[Saved data entries]
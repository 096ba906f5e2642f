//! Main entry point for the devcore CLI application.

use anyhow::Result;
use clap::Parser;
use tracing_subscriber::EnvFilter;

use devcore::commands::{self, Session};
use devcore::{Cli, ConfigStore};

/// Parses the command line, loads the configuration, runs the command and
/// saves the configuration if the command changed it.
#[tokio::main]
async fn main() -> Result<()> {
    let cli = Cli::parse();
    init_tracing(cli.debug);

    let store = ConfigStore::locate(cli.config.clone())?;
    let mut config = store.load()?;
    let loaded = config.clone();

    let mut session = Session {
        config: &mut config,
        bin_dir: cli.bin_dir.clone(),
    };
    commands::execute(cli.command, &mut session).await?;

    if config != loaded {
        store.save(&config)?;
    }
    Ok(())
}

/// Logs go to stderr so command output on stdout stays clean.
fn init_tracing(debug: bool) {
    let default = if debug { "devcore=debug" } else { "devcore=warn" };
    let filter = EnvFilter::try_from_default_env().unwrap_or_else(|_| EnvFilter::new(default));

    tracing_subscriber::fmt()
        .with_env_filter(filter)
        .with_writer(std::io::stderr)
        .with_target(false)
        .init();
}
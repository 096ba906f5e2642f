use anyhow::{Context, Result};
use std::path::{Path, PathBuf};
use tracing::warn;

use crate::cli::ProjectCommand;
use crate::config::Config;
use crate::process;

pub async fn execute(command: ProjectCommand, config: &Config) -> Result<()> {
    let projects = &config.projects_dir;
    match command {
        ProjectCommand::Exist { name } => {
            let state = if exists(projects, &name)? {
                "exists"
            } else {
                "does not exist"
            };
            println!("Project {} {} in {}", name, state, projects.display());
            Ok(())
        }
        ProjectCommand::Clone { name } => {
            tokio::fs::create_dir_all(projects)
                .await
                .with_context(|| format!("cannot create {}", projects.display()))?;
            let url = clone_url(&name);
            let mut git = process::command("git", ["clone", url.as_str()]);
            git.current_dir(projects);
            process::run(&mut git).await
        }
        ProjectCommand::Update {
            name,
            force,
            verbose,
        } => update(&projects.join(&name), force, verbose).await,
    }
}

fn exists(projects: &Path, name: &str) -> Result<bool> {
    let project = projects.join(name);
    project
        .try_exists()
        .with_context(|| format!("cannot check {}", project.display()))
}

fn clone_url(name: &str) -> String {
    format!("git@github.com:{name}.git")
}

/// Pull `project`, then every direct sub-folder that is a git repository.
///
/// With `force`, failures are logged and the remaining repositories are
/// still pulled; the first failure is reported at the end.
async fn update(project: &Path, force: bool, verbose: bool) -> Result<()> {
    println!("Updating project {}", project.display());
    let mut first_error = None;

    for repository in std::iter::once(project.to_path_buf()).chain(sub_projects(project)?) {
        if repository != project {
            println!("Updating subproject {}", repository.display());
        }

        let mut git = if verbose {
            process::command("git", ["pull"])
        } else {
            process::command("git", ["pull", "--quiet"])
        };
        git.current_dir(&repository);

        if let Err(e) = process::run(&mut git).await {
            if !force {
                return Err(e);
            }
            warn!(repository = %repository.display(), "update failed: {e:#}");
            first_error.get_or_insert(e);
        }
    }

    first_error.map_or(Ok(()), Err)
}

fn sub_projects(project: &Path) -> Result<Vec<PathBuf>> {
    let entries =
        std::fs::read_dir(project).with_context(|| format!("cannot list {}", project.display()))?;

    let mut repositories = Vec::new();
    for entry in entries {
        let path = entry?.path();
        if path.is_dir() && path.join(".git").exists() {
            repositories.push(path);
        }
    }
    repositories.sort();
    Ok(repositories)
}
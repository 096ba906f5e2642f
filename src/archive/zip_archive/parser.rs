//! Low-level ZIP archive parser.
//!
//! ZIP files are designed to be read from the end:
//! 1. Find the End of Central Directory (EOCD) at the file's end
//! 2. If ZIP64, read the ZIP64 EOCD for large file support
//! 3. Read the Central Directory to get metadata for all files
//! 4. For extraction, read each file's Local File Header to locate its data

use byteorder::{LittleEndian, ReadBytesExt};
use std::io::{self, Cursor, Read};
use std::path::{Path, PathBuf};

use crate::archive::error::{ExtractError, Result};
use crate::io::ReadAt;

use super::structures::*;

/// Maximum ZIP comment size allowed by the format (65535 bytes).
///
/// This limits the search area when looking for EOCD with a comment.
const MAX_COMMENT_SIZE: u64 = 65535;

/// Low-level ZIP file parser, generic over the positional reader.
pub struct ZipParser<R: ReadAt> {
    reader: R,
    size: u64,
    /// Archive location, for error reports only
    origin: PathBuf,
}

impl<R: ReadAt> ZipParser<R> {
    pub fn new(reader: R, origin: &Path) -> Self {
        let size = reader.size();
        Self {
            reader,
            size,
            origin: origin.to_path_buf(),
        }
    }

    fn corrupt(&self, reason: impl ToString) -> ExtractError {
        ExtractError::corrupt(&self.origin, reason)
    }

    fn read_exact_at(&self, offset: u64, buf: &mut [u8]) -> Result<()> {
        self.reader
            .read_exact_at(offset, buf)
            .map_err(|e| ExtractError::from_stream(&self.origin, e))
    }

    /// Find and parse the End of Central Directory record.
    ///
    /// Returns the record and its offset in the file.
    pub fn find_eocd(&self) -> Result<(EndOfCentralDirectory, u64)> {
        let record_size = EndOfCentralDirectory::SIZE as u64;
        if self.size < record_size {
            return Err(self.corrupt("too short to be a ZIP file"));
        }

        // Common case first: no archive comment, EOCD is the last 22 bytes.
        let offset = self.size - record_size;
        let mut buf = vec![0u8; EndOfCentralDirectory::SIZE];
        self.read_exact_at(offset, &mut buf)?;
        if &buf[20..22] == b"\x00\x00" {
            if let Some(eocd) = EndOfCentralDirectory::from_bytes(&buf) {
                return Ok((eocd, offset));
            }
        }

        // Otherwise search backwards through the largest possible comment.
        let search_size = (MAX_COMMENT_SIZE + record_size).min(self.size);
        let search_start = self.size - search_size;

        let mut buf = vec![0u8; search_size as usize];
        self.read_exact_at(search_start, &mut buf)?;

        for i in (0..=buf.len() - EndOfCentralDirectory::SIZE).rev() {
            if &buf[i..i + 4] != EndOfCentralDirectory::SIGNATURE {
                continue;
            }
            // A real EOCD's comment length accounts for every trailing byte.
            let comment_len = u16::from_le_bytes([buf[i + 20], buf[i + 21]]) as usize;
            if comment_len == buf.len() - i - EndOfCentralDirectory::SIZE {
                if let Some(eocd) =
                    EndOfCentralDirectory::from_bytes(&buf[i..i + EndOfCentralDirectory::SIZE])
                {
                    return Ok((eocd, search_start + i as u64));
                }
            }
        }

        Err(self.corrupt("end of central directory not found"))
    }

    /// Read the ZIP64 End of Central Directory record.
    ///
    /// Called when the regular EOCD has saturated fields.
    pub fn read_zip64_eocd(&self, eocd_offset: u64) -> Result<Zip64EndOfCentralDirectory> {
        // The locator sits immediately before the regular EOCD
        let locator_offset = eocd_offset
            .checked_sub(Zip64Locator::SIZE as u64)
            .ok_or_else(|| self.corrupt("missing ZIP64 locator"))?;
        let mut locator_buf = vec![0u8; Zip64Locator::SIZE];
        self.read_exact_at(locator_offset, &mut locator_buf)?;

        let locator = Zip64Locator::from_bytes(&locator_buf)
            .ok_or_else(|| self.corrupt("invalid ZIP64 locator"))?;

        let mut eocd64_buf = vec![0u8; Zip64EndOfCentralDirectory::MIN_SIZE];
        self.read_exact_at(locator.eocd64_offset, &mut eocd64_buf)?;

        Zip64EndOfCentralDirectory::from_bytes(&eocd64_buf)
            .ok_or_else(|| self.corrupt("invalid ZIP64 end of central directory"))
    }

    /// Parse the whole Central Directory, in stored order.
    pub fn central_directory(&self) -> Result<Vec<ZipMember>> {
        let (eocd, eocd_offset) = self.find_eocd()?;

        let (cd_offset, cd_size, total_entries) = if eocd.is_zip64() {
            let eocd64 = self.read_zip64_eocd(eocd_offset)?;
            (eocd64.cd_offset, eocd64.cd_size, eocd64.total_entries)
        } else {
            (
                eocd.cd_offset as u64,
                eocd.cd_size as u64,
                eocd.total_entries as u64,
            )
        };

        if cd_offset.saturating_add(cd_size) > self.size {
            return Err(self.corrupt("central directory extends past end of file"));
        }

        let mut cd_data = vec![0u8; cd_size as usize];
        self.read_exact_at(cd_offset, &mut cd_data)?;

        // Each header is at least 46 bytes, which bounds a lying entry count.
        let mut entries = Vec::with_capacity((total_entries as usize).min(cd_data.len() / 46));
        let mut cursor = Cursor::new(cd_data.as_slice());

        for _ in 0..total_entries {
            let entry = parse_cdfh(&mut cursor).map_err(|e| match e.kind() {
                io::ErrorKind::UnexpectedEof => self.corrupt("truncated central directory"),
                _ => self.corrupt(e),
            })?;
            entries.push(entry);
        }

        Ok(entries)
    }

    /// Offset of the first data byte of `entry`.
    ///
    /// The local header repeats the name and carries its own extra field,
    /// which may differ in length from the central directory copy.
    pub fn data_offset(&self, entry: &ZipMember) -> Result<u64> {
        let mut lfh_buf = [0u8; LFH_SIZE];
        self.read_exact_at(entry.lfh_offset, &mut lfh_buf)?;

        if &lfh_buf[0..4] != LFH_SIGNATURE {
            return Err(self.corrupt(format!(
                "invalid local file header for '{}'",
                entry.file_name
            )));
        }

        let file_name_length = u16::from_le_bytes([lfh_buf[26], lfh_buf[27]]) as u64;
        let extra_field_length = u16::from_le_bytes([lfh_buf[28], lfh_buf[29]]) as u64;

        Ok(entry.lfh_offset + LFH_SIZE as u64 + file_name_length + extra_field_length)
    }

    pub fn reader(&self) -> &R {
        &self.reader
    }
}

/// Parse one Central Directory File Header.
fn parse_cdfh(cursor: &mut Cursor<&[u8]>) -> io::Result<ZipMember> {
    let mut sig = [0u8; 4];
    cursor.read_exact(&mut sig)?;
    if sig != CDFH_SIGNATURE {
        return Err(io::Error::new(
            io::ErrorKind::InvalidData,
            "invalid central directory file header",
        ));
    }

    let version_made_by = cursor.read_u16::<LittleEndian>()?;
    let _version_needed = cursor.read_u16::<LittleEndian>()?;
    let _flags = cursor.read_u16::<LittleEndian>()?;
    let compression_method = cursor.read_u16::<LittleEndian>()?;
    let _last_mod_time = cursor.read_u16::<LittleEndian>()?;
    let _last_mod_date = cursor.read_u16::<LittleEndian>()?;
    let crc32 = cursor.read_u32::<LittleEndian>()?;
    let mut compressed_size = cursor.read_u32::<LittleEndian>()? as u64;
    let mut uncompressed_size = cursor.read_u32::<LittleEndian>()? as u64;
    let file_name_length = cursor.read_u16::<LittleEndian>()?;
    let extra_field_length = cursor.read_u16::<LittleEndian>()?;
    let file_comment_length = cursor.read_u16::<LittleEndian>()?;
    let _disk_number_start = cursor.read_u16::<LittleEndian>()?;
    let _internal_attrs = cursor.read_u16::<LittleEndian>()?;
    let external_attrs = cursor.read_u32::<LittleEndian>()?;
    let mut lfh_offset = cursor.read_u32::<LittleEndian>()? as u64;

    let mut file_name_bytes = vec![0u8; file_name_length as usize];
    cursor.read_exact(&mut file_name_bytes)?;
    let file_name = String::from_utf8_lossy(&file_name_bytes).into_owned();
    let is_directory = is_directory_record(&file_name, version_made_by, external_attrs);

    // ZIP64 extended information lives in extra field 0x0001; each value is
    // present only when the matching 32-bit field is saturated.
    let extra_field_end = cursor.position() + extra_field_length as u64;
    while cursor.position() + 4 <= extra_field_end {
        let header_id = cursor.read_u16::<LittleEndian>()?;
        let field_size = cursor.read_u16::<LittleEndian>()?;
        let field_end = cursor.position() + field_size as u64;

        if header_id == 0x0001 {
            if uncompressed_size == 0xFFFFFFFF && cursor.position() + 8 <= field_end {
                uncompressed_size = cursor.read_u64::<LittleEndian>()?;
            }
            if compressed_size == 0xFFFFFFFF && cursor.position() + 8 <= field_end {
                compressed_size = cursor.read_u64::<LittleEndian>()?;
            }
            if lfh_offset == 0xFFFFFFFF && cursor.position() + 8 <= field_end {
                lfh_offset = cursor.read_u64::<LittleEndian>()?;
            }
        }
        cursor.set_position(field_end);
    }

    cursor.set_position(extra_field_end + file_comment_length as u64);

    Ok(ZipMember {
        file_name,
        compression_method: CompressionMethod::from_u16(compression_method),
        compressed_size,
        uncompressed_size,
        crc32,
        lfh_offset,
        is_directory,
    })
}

## Task objective
From the entries above, give again exactly the lines running from the line with "let search_start = self.size" to the line with "if &buf[i..i +"; include both of those lines.

## Result below
        let search_start = self.size - search_size;

        let mut buf = vec![0u8; search_size as usize];
        self.read_exact_at(search_start, &mut buf)?;

        for i in (0..=buf.len() - EndOfCentralDirectory::SIZE).rev() {
            if &buf[i..i + 4] != EndOfCentralDirectory::SIGNATURE {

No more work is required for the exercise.